Вообще забивать себе голову предстоящими через год экзаменами не хотелось. Мама периодически вспоминала о них и пыталась воззвать к Даниной сознательности, но надолго ее не хватало – ни мамы, ни сознательности. Учителя тоже порой намекали на грядущие трудности, но особо не нагнетали: им хватало мороки с девятыми и выпускными классами. Так что десятиклассники наслаждались небольшим послаблением в учебе, кроме тех, кто шел на медаль. Как Платон, например. Данин друг полностью оправдывал свое имя, полученное в честь древнегреческого философа. Мир иногда подкалывал его: «Платон мне друг, но истина дороже».
– Слушайте, а что за игры на выбывание через год? Соревнования? – поинтересовался Дан.
Кар расхохотался. У него оказался заразительный смех, который хотелось подхватить.
– Так экзамены же выпускные. А ты про что подумал?
Дан смутился: как же он не догадался? Ведь на самом деле все очевидно.
– У нас в прошлом году парень из окна выпрыгнул – за экзамены получил меньше баллов, чем рассчитывал, – припомнил Понч.
– Ну и дурак! – Дан был резок.
– Ну да, нашел из-за чего, – согласился Понч. – Так бы пересдал их через год или в колледж поступил. А хотя бы и в армию… А теперь у него никогда ничего не будет.
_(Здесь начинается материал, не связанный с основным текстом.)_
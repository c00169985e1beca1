pub mod exchangerate_host;
use crate::core::scenario::ScenarioInputs;
use anyhow::{Context, Result};
use directories::ProjectDirs;
use serde::{Deserialize, Serialize};
use std::time::Duration;
use std::{fs, path::PathBuf};
use tracing::debug;

pub const DEFAULT_EXCHANGERATE_URL: &str = "https://api.exchangerate.host";

#[derive(Debug, Deserialize, Serialize, Clone)]
pub struct ExchangeRateProviderConfig {
    pub base_url: String,
}

#[derive(Debug, Deserialize, Serialize, Clone)]
pub struct ProvidersConfig {
    pub exchangerate: Option<ExchangeRateProviderConfig>,
}

impl Default for ProvidersConfig {
    fn default() -> Self {
        ProvidersConfig {
            exchangerate: Some(ExchangeRateProviderConfig {
                base_url: DEFAULT_EXCHANGERATE_URL.to_string(),
            }),
        }
    }
}

#[derive(Debug, Deserialize, Serialize, Clone)]
pub struct RatesConfig {
    /// Seconds to wait for the rate service before giving up on a refresh.
    pub timeout_secs: u64,
}

impl Default for RatesConfig {
    fn default() -> Self {
        RatesConfig { timeout_secs: 10 }
    }
}

impl RatesConfig {
    pub fn timeout(&self) -> Duration {
        Duration::from_secs(self.timeout_secs)
    }
}

#[derive(Debug, Deserialize, Serialize, Clone, Default)]
pub struct AppConfig {
    #[serde(default)]
    pub scenario: ScenarioInputs,
    #[serde(default)]
    pub providers: ProvidersConfig,
    #[serde(default)]
    pub rates: RatesConfig,
}

impl AppConfig {
    /// Loads the default config file, falling back to built-in defaults when
    /// there is none yet.
    pub fn load() -> Result<Self> {
        debug!("Loading default config");
        let config_path = Self::default_config_path()?;
        if !config_path.exists() {
            debug!(
                "No config at {}, using built-in defaults",
                config_path.display()
            );
            return Ok(Self::default());
        }
        Self::load_from_path(&config_path)
    }

    pub fn default_config_path() -> Result<PathBuf> {
        let proj_dirs = ProjectDirs::from("io", "landed", "landed")
            .context("Could not determine project directories")?;
        Ok(proj_dirs.config_dir().join("config.yaml"))
    }

    pub fn load_from_path<P: AsRef<std::path::Path>>(path: P) -> Result<Self> {
        let config_str = fs::read_to_string(path.as_ref())
            .with_context(|| format!("Failed to read config file: {}", path.as_ref().display()))?;

        let config: Self = serde_yaml::from_str(&config_str)
            .with_context(|| format!("Failed to parse config file: {}", path.as_ref().display()))?;
        debug!("Successfully loaded config");
        Ok(config)
    }

    pub fn exchangerate_url(&self) -> &str {
        self.providers
            .exchangerate
            .as_ref()
            .map_or(DEFAULT_EXCHANGERATE_URL, |p| &p.base_url)
    }
}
После уроков Дан помчался в кафе. Он начал подрабатывать, как только ему исполнилось шестнадцать лет, – хотелось своих денег. Сперва прошел тестирование в офисе, затем медицинский осмотр в поликлинике в центре Москвы, и вскоре его приняли в Так-Тональдс – крупнейшую сеть быстрого питания. Первые два месяца у Дана проходила оплачиваемая стажировка, к нему даже прикрепили консультанта. Не обошлось без происшествий: несколько раз Дан получил ожоги из-за горячего масла, хорошо, что без волдырей. Самым сложным оказалось собирать бургеры, как ни странно. Но Дан вскоре овладел этой премудрой наукой, и его взяли на постоянную вакансию. Три раза в неделю полных четыре часа: вторник, четверг и суббота – всё как по законодательству. Можно было бы ходить чаще, но родители выступили против – боялись, что на учебе скажется. Дан подозревал, что осенью подработку придется бросить, поэтому на лето у него были определенные планы: накопить как можно больше денег.